There was always something different about Nikhat. Even while she was a young girl in the small town of Nizamabad in Telangana, she was a bit of a tomboy, comfortable in the company of her male peers.
Since the movement of girls was restricted, Nikhat adopted boys’ clothing and kept her hair short. Curious and fearless, she wanted to explore the world.
Nikhat’s father – an avid sports-person himself – had never encouraged his four daughters to take up sports. He himself had had to give up his passion in order to raise a family and he felt it was not a viable career, so he pushed them toward academics instead.
But when Nikhat was 11, she participated in her school’s sports day event at a time where her dad was posted in Saudi Arabia, and managed to beat much older girls. It was her first taste of sporting victory.
She got involved in her school athletics, and though her father was reluctant at first, he couldn’t help feeling proud when she won laurels.
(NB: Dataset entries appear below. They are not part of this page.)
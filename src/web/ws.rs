//! WebSocket push stream for the render surface.
//!
//! After the upgrade the connection subscribes to the update bus and
//! forwards every event as a JSON text frame. The render surface is
//! read-only, so inbound frames other than Close are ignored.

use axum::extract::ws::{Message, WebSocket, WebSocketUpgrade};
use axum::extract::State;
use axum::response::IntoResponse;
use futures::{SinkExt, StreamExt};
use std::time::Duration;
use tokio::sync::broadcast;

use super::AppState;

/// Bound on a single outbound send so a hung peer cannot wedge the fan-out.
const SEND_TIMEOUT: Duration = Duration::from_secs(10);

/// HTTP handler that upgrades the connection to WebSocket.
pub async fn handle_events(
    ws: WebSocketUpgrade,
    State(state): State<AppState>,
) -> impl IntoResponse {
    ws.on_upgrade(move |socket| handle_socket(socket, state))
}

/// Manage a single subscriber connection after upgrade.
async fn handle_socket(socket: WebSocket, state: AppState) {
    tracing::info!("Events: Subscriber connected");

    let mut rx = state.bus.subscribe();
    let (mut sink, mut stream) = socket.split();

    // Sender task: forward bus events to the WebSocket sink.
    let send_task = tokio::spawn(async move {
        loop {
            match rx.recv().await {
                Ok(event) => {
                    let msg = Message::Text(event.to_json().into());
                    match tokio::time::timeout(SEND_TIMEOUT, sink.send(msg)).await {
                        Ok(Ok(())) => {}
                        Ok(Err(_)) => break, // sink closed
                        Err(_) => {
                            tracing::warn!("Events: Send timed out, dropping subscriber");
                            break;
                        }
                    }
                }
                Err(broadcast::error::RecvError::Lagged(n)) => {
                    // A slow subscriber recovers by re-reading a snapshot.
                    tracing::warn!("Events: Subscriber lagged by {} event(s)", n);
                }
                Err(broadcast::error::RecvError::Closed) => break,
            }
        }
    });

    // Receiver loop: drain inbound frames until the peer disconnects.
    while let Some(result) = stream.next().await {
        match result {
            Ok(Message::Close(_)) => break,
            Ok(_) => {}
            Err(e) => {
                tracing::debug!("Events: Receive error: {}", e);
                break;
            }
        }
    }

    send_task.abort();
    tracing::info!("Events: Subscriber disconnected");
}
Then one day, when she was 13, she happened to notice that the district’s boxing centre had no girls.“I found it odd,” recalls Nikhat, now 21. “Why are girls considered weak?” The adolescent took it up as a challenge, and began training. Eventually, it was time to spar with her male peers.
“I lost my first game and came home with a black eye and a bleeding nose,” she laughs in retrospect.
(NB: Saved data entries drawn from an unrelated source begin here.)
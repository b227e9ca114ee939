//! Configuration module for tickdown.
//!
//! Loads configuration from environment variables with sensible defaults.

use std::env;

/// Service configuration loaded from environment variables.
#[derive(Debug, Clone)]
pub struct ServiceConfig {
    /// HTTP port for the web server (default: 8080)
    pub http_port: u16,
    /// Path to the device-scope settings database (default: "tickdown-device.db")
    pub device_db: String,
    /// Path to the instance-scope settings database (default: "tickdown-instance.db")
    pub instance_db: String,
    /// Base URL of the external media API (default: unset, lookups disabled)
    pub media_api: Option<String>,
}

impl Default for ServiceConfig {
    fn default() -> Self {
        Self {
            http_port: 8080,
            device_db: "tickdown-device.db".to_string(),
            instance_db: "tickdown-instance.db".to_string(),
            media_api: None,
        }
    }
}

impl ServiceConfig {
    /// Load configuration from environment variables.
    ///
    /// Environment variables:
    /// - `TICKDOWN_HTTP_PORT`: HTTP port (default: 8080)
    /// - `TICKDOWN_DEVICE_DB`: device-scope database path
    /// - `TICKDOWN_INSTANCE_DB`: instance-scope database path
    /// - `TICKDOWN_MEDIA_API`: media API base URL
    pub fn load() -> Self {
        let mut cfg = Self::default();

        if let Ok(port_str) = env::var("TICKDOWN_HTTP_PORT") {
            if let Ok(port) = port_str.parse() {
                cfg.http_port = port;
            }
        }

        if let Ok(device_db) = env::var("TICKDOWN_DEVICE_DB") {
            cfg.device_db = device_db;
        }

        if let Ok(instance_db) = env::var("TICKDOWN_INSTANCE_DB") {
            cfg.instance_db = instance_db;
        }

        if let Ok(media_api) = env::var("TICKDOWN_MEDIA_API") {
            if !media_api.is_empty() {
                cfg.media_api = Some(media_api);
            }
        }

        cfg
    }
}

#[cfg(test)]
mod tests {
    use super::*;

    #[test]
    fn test_default_config() {
        let cfg = ServiceConfig::default();
        assert_eq!(cfg.http_port, 8080);
        assert_eq!(cfg.device_db, "tickdown-device.db");
        assert_eq!(cfg.instance_db, "tickdown-instance.db");
        assert!(cfg.media_api.is_none());
    }
}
“But I was stubborn. I didn’t cry. I was furious.” Upon seeing her daughter’s face, Nikhat’s mother began crying: “We didn’t put you in boxing so that you spoil your face! Who will marry you?” the older woman wailed. The teenager stuck her chin out, defiantly: “Once I am a success, there will be a line of grooms waiting for me.”
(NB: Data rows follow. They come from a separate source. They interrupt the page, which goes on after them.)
//! In-process update bus backed by a `tokio::sync::broadcast` channel.
//!
//! Everything the render surface must observe live flows through here:
//! settings writes, once-per-second timer ticks, and the one-shot completion
//! signal. Designed to be shared via `Arc<UpdateBus>` across the store, the
//! renderer, and the WebSocket fan-out.

use chrono::{DateTime, Utc};
use serde::Serialize;
use serde_json::Value;
use tokio::sync::broadcast;

/// Default buffer capacity for the broadcast channel.
const DEFAULT_CAPACITY: usize = 256;

/// An observable change in the countdown application.
#[derive(Debug, Clone, Serialize)]
#[serde(tag = "type", rename_all = "kebab-case")]
pub enum UpdateEvent {
    /// A settings field was written.
    FieldChanged { key: String, value: Value },
    /// Periodic remaining-time heartbeat for the render surface.
    TimerTick {
        remaining_ms: u64,
        days: u64,
        hours: u64,
        minutes: u64,
        seconds: u64,
    },
    /// The countdown reached zero.
    Completed { at: DateTime<Utc> },
}

impl UpdateEvent {
    /// Wire name of the event, used as the WebSocket message discriminator.
    pub fn event_name(&self) -> &'static str {
        match self {
            UpdateEvent::FieldChanged { .. } => "field-changed",
            UpdateEvent::TimerTick { .. } => "timer-tick",
            UpdateEvent::Completed { .. } => "completed",
        }
    }

    pub fn to_json(&self) -> String {
        serde_json::to_string(self).unwrap_or_else(|_| "{}".to_string())
    }
}

/// In-process fan-out bus for [`UpdateEvent`]s.
pub struct UpdateBus {
    sender: broadcast::Sender<UpdateEvent>,
}

impl UpdateBus {
    /// Create a bus with a specific channel capacity.
    ///
    /// When the buffer is full the oldest un-consumed events are dropped and
    /// slow receivers observe `RecvError::Lagged`; the render surface always
    /// recovers by re-reading a snapshot.
    pub fn new(capacity: usize) -> Self {
        let (sender, _) = broadcast::channel(capacity);
        Self { sender }
    }

    /// Publish an event to all current subscribers.
    ///
    /// An event with zero subscribers is silently dropped.
    pub fn publish(&self, event: UpdateEvent) {
        let _ = self.sender.send(event);
    }

    pub fn subscribe(&self) -> broadcast::Receiver<UpdateEvent> {
        self.sender.subscribe()
    }
}

impl Default for UpdateBus {
    fn default() -> Self {
        Self::new(DEFAULT_CAPACITY)
    }
}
Nikhat’s first big win happened in 2010 at the sub-junior national championships. “I prepared a lot for it,” she narrates, adding that, as the only girl participating from her district stadium, her coaches were more invested in her as her victory would encourage more girls to come forward.
“Those were long, tiring days. I had school, plus training, plus homework. My body was always tired,” she recalls.
Despite facing a more experienced player from Manipur in the finals, Nikhat struck gold and was award the best boxer of the match.
The tournament spurred her international dreams. In 2011, she travelled to Turkey to participate in the Junior World Championships. In her first round, she defeated a much stronger, more experienced Russian opponent with a knockout.
Then she won the semi-finals against Ukraine, and finally the finals against the home country Turkey. “It was such a proud moment for me when the referee raised my hand and our national anthem played. I wanted to cry,” she recalls. She was 15 years old.
Nikhat was a national celebrity after her return – her school friends’ attitude towards her changed considerably, and her photos frequently appeared in newspapers.
She completed her Bachelor’s in public administration, political science and psychology, while continuing to win matches everywhere she went – from Assam to Bulgaria and Serbia.
She was one of three boxers picked for JSW’s Sports Excellence Program, and – when she dislocated her shoulder in 2017 – the company went all out to get her the best treatment, physiotherapy and even brought down global players to train with her and keep up her competitive spirit and fighting skills.
But even so, many months after her surgery and recuperation, there were many in the field who doubted if Nikhat would ever get her mojo back.
Her Belgrade win this year shut all her critics up, of course.
She’s also won over more intimate naysayers. These days, when Nikhat comes home with a black eye, her mom says, nonchalantly, “Go put some ice.”